Depende de la perspectiva en la que nos movamos. Desde la perspectiva de la ética (entendiendo las normas éticas como aquellas que, independientemente de su génesis, tienen como objetivo la preservación de la vida de los sujetos corpóreos humanos) el ataque a Irak no está justificado. Pero ¿podría concluirse una condena tan terminante desde la perspectiva de las normas políticas o morales (entendiendo por normas políticas o morales aquellas que tienen como objetivo la preservación del grupo social, del partido político, o del Estado)? Doy por supuesto que existen contradicciones objetivas entre las normas éticas y las normas políticas o morales. Lo más fácil es negar el conflicto, tratando de subordinar las normas políticas a las normas éticas (o viceversa). Sin embargo, quienes, viviendo en un estado de bienestar –aquel en el que vive el Papa, o la mayor parte de los artistas o intelectuales del presente– adoptan la actitud de la pureza ética, es porque dejan de mirar a quienes hacen el trabajo sucio de asegurar las condiciones de la sostenibilidad del estado de bienestar. Nadie negará que las normas éticas obligan a dar acogida a los emigrantes que llegan a nuestras costas; pero sin embargo se aceptará de hecho que a partir de un cierto volumen de emigrantes, obtenido por la aplicación de las normas éticas, la economía nacional, y no sólo el estado de bienestar, quedaría arruinado. En cualquier caso, el debate sobre la justificación del ataque a Irak hay que plantearlo en el terreno político; plantearlo sólo en el terreno ético es una decisión que tiene que ver con la mala fe (en el sentido de Sartre). Y el debate en el terreno político depende de premisas demasiado complejas como para poder resolverlas al modo del vasco del sermón.

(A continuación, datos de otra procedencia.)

impl Store {
    pub fn open(root: &Path) -> Result<Self, StoreError> {
        let root = root.join("store");
        for dir in ["missions", "completed", "dialogue"] {
            fs::create_dir_all(root.join(dir))
                .map_err(|err| StoreError::Unavailable(err.to_string()))?;
        }
        Ok(Self {
            root,
            write_guard: Mutex::new(()),
        })
    }

    // ---- accounts ----

    pub fn lookup_account(&self, username: &str) -> Result<Option<AccountRecord>, StoreError> {
        let accounts = self.load_accounts()?;
        let key = username.trim().to_ascii_lowercase();
        Ok(accounts
            .into_iter()
            .find(|account| account.username.to_ascii_lowercase() == key))
    }

    pub fn insert_account(
        &self,
        username: &str,
        password_hash: &str,
        password_salt: &str,
    ) -> Result<AccountRecord, StoreError> {
        let _guard = self.lock_writes();
        let mut accounts = self.load_accounts()?;
        let key = username.trim().to_ascii_lowercase();
        if accounts
            .iter()
            .any(|account| account.username.to_ascii_lowercase() == key)
        {
            return Err(StoreError::Conflict(format!(
                "account '{}' already exists",
                username
            )));
        }
        let account_id = accounts
            .iter()
            .map(|account| account.account_id)
            .max()
            .unwrap_or(0)
            + 1;
        let record = AccountRecord {
            account_id,
            username: username.trim().to_string(),
            password_hash: password_hash.to_string(),
            password_salt: password_salt.to_string(),
            last_login: 0,
        };
        accounts.push(record.clone());
        self.write_accounts(&accounts)?;
        Ok(record)
    }

    pub fn update_password(
        &self,
        username: &str,
        password_hash: &str,
        password_salt: &str,
    ) -> Result<(), StoreError> {
        let _guard = self.lock_writes();
        let mut accounts = self.load_accounts()?;
        let key = username.trim().to_ascii_lowercase();
        let account = accounts
            .iter_mut()
            .find(|account| account.username.to_ascii_lowercase() == key)
            .ok_or(StoreError::NotFound)?;
        account.password_hash = password_hash.to_string();
        account.password_salt = password_salt.to_string();
        self.write_accounts(&accounts)
    }

    pub fn touch_last_login(&self, account_id: u32, timestamp: u64) -> Result<(), StoreError> {
        let _guard = self.lock_writes();
        let mut accounts = self.load_accounts()?;
        let account = accounts
            .iter_mut()
            .find(|account| account.account_id == account_id)
            .ok_or(StoreError::NotFound)?;
        account.last_login = timestamp;
        self.write_accounts(&accounts)
    }

    // ---- worlds ----

    pub fn list_worlds(&self) -> Result<Vec<WorldRecord>, StoreError> {
        let blocks = self.load_blocks(WORLDS_FILE)?;
        blocks.iter().map(|b| world_from_block(b)).collect()
    }

    pub fn insert_world(&self, world_name: &str) -> Result<WorldRecord, StoreError> {
        let _guard = self.lock_writes();
        let mut worlds = self.list_worlds()?;
        if worlds
            .iter()
            .any(|world| world.world_name.eq_ignore_ascii_case(world_name))
        {
            return Err(StoreError::Conflict(format!(
                "world '{}' already exists",
                world_name
            )));
        }
        let world_id = worlds.iter().map(|world| world.world_id).max().unwrap_or(0) + 1;
        let record = WorldRecord {
            world_id,
            world_name: world_name.trim().to_string(),
            status: 1,
        };
        worlds.push(record.clone());
        let blocks: Vec<String> = worlds.iter().map(world_to_block).collect();
        self.write_blocks(WORLDS_FILE, &blocks)?;
        Ok(record)
    }

    // ---- characters ----

    pub fn list_characters(
        &self,
        account_id: u32,
        world_id: u16,
    ) -> Result<Vec<CharacterRecord>, StoreError> {
        let characters = self.load_characters()?;
        Ok(characters
            .into_iter()
            .filter(|ch| ch.account_id == account_id && ch.world_id == world_id)
            .collect())
    }

    pub fn lookup_character(
        &self,
        character_id: u64,
    ) -> Result<Option<CharacterRecord>, StoreError> {
        let characters = self.load_characters()?;
        Ok(characters
            .into_iter()
            .find(|ch| ch.character_id == character_id))
    }

    pub fn lookup_character_by_handle(
        &self,
        handle: &str,
    ) -> Result<Option<CharacterRecord>, StoreError> {
        let characters = self.load_characters()?;
        Ok(characters
            .into_iter()
            .find(|ch| ch.handle.eq_ignore_ascii_case(handle)))
    }

    pub fn insert_character(
        &self,
        mut record: CharacterRecord,
    ) -> Result<CharacterRecord, StoreError> {
        let _guard = self.lock_writes();
        let mut characters = self.load_characters()?;
        if characters
            .iter()
            .any(|ch| ch.handle.eq_ignore_ascii_case(&record.handle))
        {
            return Err(StoreError::Conflict(format!(
                "handle '{}' already exists",
                record.handle
            )));
        }
        record.character_id = characters
            .iter()
            .map(|ch| ch.character_id)
            .max()
            .unwrap_or(0)
            + 1;
        characters.push(record.clone());
        self.write_characters(&characters)?;
        Ok(record)
    }

    /// Only the owning account may delete.
    pub fn delete_character(
        &self,
        character_id: u64,
        account_id: u32,
    ) -> Result<bool, StoreError> {
        let _guard = self.lock_writes();
        let mut characters = self.load_characters()?;
        let before = characters.len();
        characters.retain(|ch| !(ch.character_id == character_id && ch.account_id == account_id));
        if characters.len() == before {
            return Ok(false);
        }
        self.write_characters(&characters)?;
        Ok(true)
    }

    pub fn update_character_state(&self, record: &CharacterRecord) -> Result<(), StoreError> {
        let _guard = self.lock_writes();
        let mut characters = self.load_characters()?;
        let slot = characters
            .iter_mut()
            .find(|ch| ch.character_id == record.character_id)
            .ok_or(StoreError::NotFound)?;
        *slot = record.clone();
        self.write_characters(&characters)
    }

    // ---- missions ----

    pub fn load_mission_instances(
        &self,
        player_id: u32,
    ) -> Result<Vec<MissionInstanceRecord>, StoreError> {
        let path = format!("missions/{}.txt", player_id);
        let blocks = self.load_blocks(&path)?;
        blocks.iter().map(|b| mission_instance_from_block(b)).collect()
    }

    pub fn save_mission_instances(
        &self,
        player_id: u32,
        instances: &[MissionInstanceRecord],
    ) -> Result<(), StoreError> {
        let _guard = self.lock_writes();
        let path = format!("missions/{}.txt", player_id);
        let blocks: Vec<String> = instances.iter().map(mission_instance_to_block).collect();
        self.write_blocks(&path, &blocks)
    }

    pub fn load_completed_missions(
        &self,
        player_id: u32,
    ) -> Result<Vec<CompletedMissionRecord>, StoreError> {
        let path = format!("completed/{}.txt", player_id);
        let blocks = self.load_blocks(&path)?;
        blocks.iter().map(|b| completed_from_block(b)).collect()
    }

    pub fn append_completed_mission(
        &self,
        player_id: u32,
        mission_id: u32,
        completed_at: u64,
    ) -> Result<(), StoreError> {
        let _guard = self.lock_writes();
        let mut completed = self.load_completed_missions(player_id)?;
        completed.push(CompletedMissionRecord {
            mission_id,
            completed_at,
        });
        let path = format!("completed/{}.txt", player_id);
        let blocks: Vec<String> = completed.iter().map(completed_to_block).collect();
        self.write_blocks(&path, &blocks)
    }

    // ---- dialogue ----

    pub fn load_dialogue_history(
        &self,
        player_id: u32,
    ) -> Result<HashMap<u32, Vec<u32>>, StoreError> {
        let path = format!("dialogue/{}.txt", player_id);
        let blocks = self.load_blocks(&path)?;
        let mut history = HashMap::new();
        for block in &blocks {
            let (npc_id, visited) = dialogue_from_block(block)?;
            history.insert(npc_id, visited);
        }
        Ok(history)
    }

    pub fn save_dialogue_history(
        &self,
        player_id: u32,
        history: &HashMap<u32, Vec<u32>>,
    ) -> Result<(), StoreError> {
        let _guard = self.lock_writes();
        let path = format!("dialogue/{}.txt", player_id);
        let mut npc_ids: Vec<_> = history.keys().copied().collect();
        npc_ids.sort_unstable();
        let blocks: Vec<String> = npc_ids
            .iter()
            .map(|npc_id| dialogue_to_block(*npc_id, &history[npc_id]))
            .collect();
        self.write_blocks(&path, &blocks)
    }

    // ---- file plumbing ----

    fn load_accounts(&self) -> Result<Vec<AccountRecord>, StoreError> {
        let blocks = self.load_blocks(ACCOUNTS_FILE)?;
        blocks.iter().map(|b| account_from_block(b)).collect()
    }

    fn write_accounts(&self, accounts: &[AccountRecord]) -> Result<(), StoreError> {
        let blocks: Vec<String> = accounts.iter().map(account_to_block).collect();
        self.write_blocks(ACCOUNTS_FILE, &blocks)
    }

    fn load_characters(&self) -> Result<Vec<CharacterRecord>, StoreError> {
        let blocks = self.load_blocks(CHARACTERS_FILE)?;
        blocks.iter().map(|b| character_from_block(b)).collect()
    }

    fn write_characters(&self, characters: &[CharacterRecord]) -> Result<(), StoreError> {
        let blocks: Vec<String> = characters.iter().map(character_to_block).collect();
        self.write_blocks(CHARACTERS_FILE, &blocks)
    }

    fn load_blocks(&self, rel: &str) -> Result<Vec<String>, StoreError> {
        let path = self.root.join(rel);
        let data = with_retry(|| match fs::read_to_string(&path) {
            Ok(data) => Ok(Some(data)),
            Err(err) if err.kind() == std::io::ErrorKind::NotFound => Ok(None),
            Err(err) => Err(err),
        })?;
        let Some(data) = data else {
            return Ok(Vec::new());
        };
        Ok(split_blocks(&data))
    }

    fn write_blocks(&self, rel: &str, blocks: &[String]) -> Result<(), StoreError> {
        let path = self.root.join(rel);
        let mut data = String::new();
        for block in blocks {
            data.push_str(block);
            data.push('\n');
        }
        with_retry(|| {
            if path.exists() {
                let backup = path.with_extension("bak");
                fs::copy(&path, &backup)?;
            }
            fs::write(&path, &data)
        })
    }

    fn lock_writes(&self) -> std::sync::MutexGuard<'_, ()> {
        match self.write_guard.lock() {
            Ok(guard) => guard,
            Err(poisoned) => poisoned.into_inner(),
        }
    }
}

¿Qué opinión le merece la política en torno a la guerra del Gobierno de Aznar?
En la expresión «Gobierno de Aznar» cabe acentuar el componente «Gobierno» y el componente «Aznar». Quiero decir que el componente «Gobierno» impone unas orientaciones y responsabilidades (como se las impuso hace 10 años al «Gobierno de González») de las cuales la oposición puede creerse más aliviada. A mi juicio, la política de Aznar, alineándose con la «Europa peninsular e insular», es tan prudente, en función de los intereses de España, como pueda serlo la política de alineación en la «Europa continental». Sólo retrospectivamente cabrá evaluar este juicio; lo que me parece absurdo es una descalificación a priori, impulsada por motivos éticos –sino ya electoralistas– más que políticos.
¿Cómo cree que puede afectar este conflicto a la unidad europea?
La «unidad europea» es una expresión demasiado confusa, dada la heterogeneidad de sus contenidos, que se incrementarán además cuando tenga lugar la incorporación de nuevos socios, como para poder dar un juicio global. El conflicto actual, de momento, ha servido, no tanto para provocar, sino para manifestar de modo evidente, la fractura que ya preexistía entre la «Europa continental» (la Europa de Carlomagno, orientada hacia el Este, y concretamente hacia su petróleo) y la «Europa insular o peninsular» (Inglaterra, España, Italia...) más orientada hacia el Oeste. Tan responsables de esa fractura son los socios de la «Europa continental» como los de la «Europa peninsular».